[Exercise description]:
Scan the listing for "plain" and copy out each line that has it.

[Material provided]:
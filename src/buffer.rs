//! GPU buffers.

use std::fmt;

use bytemuck::Pod;

use crate::{
    context::{check_range, Context},
    error::{BufferError, Error, Result},
    gl::GlBackend,
};

/// What a buffer is bound as.
#[derive(Debug, Clone, Copy, Default, PartialEq, Eq, Hash)]
pub enum BufferKind {
    /// Vertex attribute data (`ARRAY_BUFFER`).
    #[default]
    Vertex,
    /// 32-bit indices (`ELEMENT_ARRAY_BUFFER`).
    Index,
    /// Uniform block storage (`UNIFORM_BUFFER`).
    Uniform,
}

impl BufferKind {
    /// The GL bind target.
    pub fn target(self) -> u32 {
        match self {
            Self::Vertex => glow::ARRAY_BUFFER,
            Self::Index => glow::ELEMENT_ARRAY_BUFFER,
            Self::Uniform => glow::UNIFORM_BUFFER,
        }
    }
}

/// Initial contents of a buffer.
#[derive(Debug, Clone, Copy, PartialEq, Eq)]
pub enum BufferContents<'a> {
    /// Upload these bytes.
    Data(&'a [u8]),
    /// Reserve this many zeroed bytes.
    Reserve(usize),
}

impl<'a> BufferContents<'a> {
    /// Upload a slice of plain-old-data values.
    pub fn from_slice<T: Pod>(data: &'a [T]) -> Self {
        Self::Data(bytemuck::cast_slice(data))
    }

    fn len(&self) -> usize {
        match self {
            Self::Data(data) => data.len(),
            Self::Reserve(size) => *size,
        }
    }
}

impl Default for BufferContents<'_> {
    fn default() -> Self {
        Self::Reserve(0)
    }
}

/// Parameters for [`Context::create_buffer`].
#[derive(Debug, Clone, Copy, Default, PartialEq, Eq)]
pub struct BufferDescriptor<'a> {
    /// Initial contents; fixes the buffer size.
    pub contents: BufferContents<'a>,
    /// Hint that the contents will be rewritten often.
    pub dynamic: bool,
    /// Bind target class.
    pub kind: BufferKind,
}

/// A fixed-size GPU buffer.
///
/// Release with [`destroy`](Self::destroy); dropping leaks the GL object.
pub struct Buffer<G: GlBackend> {
    raw: G::Buffer,
    size: usize,
    kind: BufferKind,
}

impl<G: GlBackend> Context<G> {
    /// Create a buffer and upload its initial contents.
    ///
    /// # Errors
    ///
    /// Fails if the size exceeds the GL range or the driver cannot create
    /// the buffer.
    pub fn create_buffer(&mut self, descriptor: &BufferDescriptor<'_>) -> Result<Buffer<G>> {
        let size = descriptor.contents.len();
        gl_size(size)?;

        let zeroed;
        let data = match descriptor.contents {
            BufferContents::Data(data) => data,
            BufferContents::Reserve(size) => {
                zeroed = vec![0_u8; size];
                &zeroed[..]
            }
        };

        let target = descriptor.kind.target();
        let usage = if descriptor.dynamic {
            glow::DYNAMIC_DRAW
        } else {
            glow::STATIC_DRAW
        };

        let gl = self.gl();
        let raw = unsafe { gl.create_buffer() }.map_err(Error::Gl)?;
        unsafe {
            gl.bind_buffer(target, Some(raw));
            gl.buffer_data_u8_slice(target, data, usage);
            gl.bind_buffer(target, None);
        }

        log::debug!("created {:?} buffer of {size} bytes", descriptor.kind);

        Ok(Buffer {
            raw,
            size,
            kind: descriptor.kind,
        })
    }
}

impl<G: GlBackend> fmt::Debug for Buffer<G> {
    fn fmt(&self, f: &mut fmt::Formatter<'_>) -> fmt::Result {
        f.debug_struct("Buffer")
            .field("raw", &self.raw)
            .field("size", &self.size)
            .field("kind", &self.kind)
            .finish()
    }
}

impl<G: GlBackend> Buffer<G> {
    /// The GL buffer name.
    pub fn raw(&self) -> G::Buffer {
        self.raw
    }

    /// Size in bytes.
    pub fn size(&self) -> usize {
        self.size
    }

    /// Bind target class.
    pub fn kind(&self) -> BufferKind {
        self.kind
    }

    /// Overwrite `data.len()` bytes starting at `offset`.
    ///
    /// The write is ordered before any later draw on the same context.
    ///
    /// # Errors
    ///
    /// Fails if the range lies outside the buffer.
    pub fn write(&self, ctx: &mut Context<G>, data: &[u8], offset: usize) -> Result<()> {
        check_range(offset, data.len(), self.size)?;
        let offset = gl_size(offset)?;
        let target = self.kind.target();

        let gl = ctx.gl();
        unsafe {
            gl.bind_buffer(target, Some(self.raw));
            gl.buffer_sub_data_u8_slice(target, offset, data);
            gl.bind_buffer(target, None);
        }
        Ok(())
    }

    /// [`write`](Self::write) a slice of plain-old-data values.
    ///
    /// # Errors
    ///
    /// Fails if the range lies outside the buffer.
    pub fn write_slice<T: Pod>(&self, ctx: &mut Context<G>, data: &[T], offset: usize) -> Result<()> {
        self.write(ctx, bytemuck::cast_slice(data), offset)
    }

    /// Delete the GL buffer.
    pub fn destroy(self, ctx: &mut Context<G>) {
        unsafe { ctx.gl().delete_buffer(self.raw) };
    }
}

/// Convert a byte count or offset to the `i32` GL expects.
pub(crate) fn gl_size(bytes: usize) -> Result<i32, BufferError> {
    i32::try_from(bytes).map_err(|_| BufferError::TooLarge(bytes))
}

#[cfg(test)]
#[allow(clippy::unwrap_used)]
mod tests {
    use std::sync::Arc;

    use super::*;
    use crate::mock::{Call, MockGl};

    fn context() -> (Arc<MockGl>, Context<MockGl>) {
        let gl = Arc::new(MockGl::new());
        let ctx = unsafe { Context::new(Arc::clone(&gl)) };
        (gl, ctx)
    }

    #[test]
    fn uploads_initial_data_to_kind_target() {
        let (gl, mut ctx) = context();
        let vertices = [0.0_f32, 0.5, 1.0];
        let buffer = ctx
            .create_buffer(&BufferDescriptor {
                contents: BufferContents::from_slice(&vertices),
                dynamic: true,
                kind: BufferKind::Uniform,
            })
            .unwrap();

        assert_eq!(buffer.size(), 12);
        assert_eq!(buffer.kind(), BufferKind::Uniform);
        assert!(gl.calls().contains(&Call::BufferData {
            target: glow::UNIFORM_BUFFER,
            len: 12,
            usage: glow::DYNAMIC_DRAW,
        }));
    }

    #[test]
    fn reserve_uploads_zeroed_storage() {
        let (gl, mut ctx) = context();
        let buffer = ctx
            .create_buffer(&BufferDescriptor {
                contents: BufferContents::Reserve(256),
                kind: BufferKind::Index,
                ..BufferDescriptor::default()
            })
            .unwrap();

        assert_eq!(buffer.size(), 256);
        assert!(gl.calls().contains(&Call::BufferData {
            target: glow::ELEMENT_ARRAY_BUFFER,
            len: 256,
            usage: glow::STATIC_DRAW,
        }));
    }

    #[test]
    fn partial_write_uses_sub_data() {
        let (gl, mut ctx) = context();
        let buffer = ctx
            .create_buffer(&BufferDescriptor {
                contents: BufferContents::Reserve(64),
                ..BufferDescriptor::default()
            })
            .unwrap();
        gl.clear_calls();

        buffer.write_slice(&mut ctx, &[1.0_f32, 2.0], 16).unwrap();

        assert_eq!(
            gl.calls(),
            vec![
                Call::BindBuffer {
                    target: glow::ARRAY_BUFFER,
                    buffer: Some(buffer.raw())
                },
                Call::BufferSubData {
                    target: glow::ARRAY_BUFFER,
                    offset: 16,
                    len: 8
                },
                Call::BindBuffer {
                    target: glow::ARRAY_BUFFER,
                    buffer: None
                },
            ]
        );
    }

    #[test]
    fn write_past_end_fails() {
        let (gl, mut ctx) = context();
        let buffer = ctx
            .create_buffer(&BufferDescriptor {
                contents: BufferContents::Reserve(16),
                ..BufferDescriptor::default()
            })
            .unwrap();
        gl.clear_calls();

        let err = buffer.write(&mut ctx, &[0; 8], 12).unwrap_err();
        assert!(matches!(
            err,
            Error::Buffer(BufferError::OutOfRange {
                offset: 12,
                len: 8,
                size: 16
            })
        ));
        assert!(gl.calls().is_empty());
    }

    #[test]
    fn destroy_releases_the_buffer() {
        let (gl, mut ctx) = context();
        let buffer = ctx.create_buffer(&BufferDescriptor::default()).unwrap();
        assert_eq!(gl.live_objects(), 1);
        buffer.destroy(&mut ctx);
        assert_eq!(gl.live_objects(), 0);
    }
}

[Response box]:
    /// Upload a slice of plain-old-data values.
    /// [`write`](Self::write) a slice of plain-old-data values.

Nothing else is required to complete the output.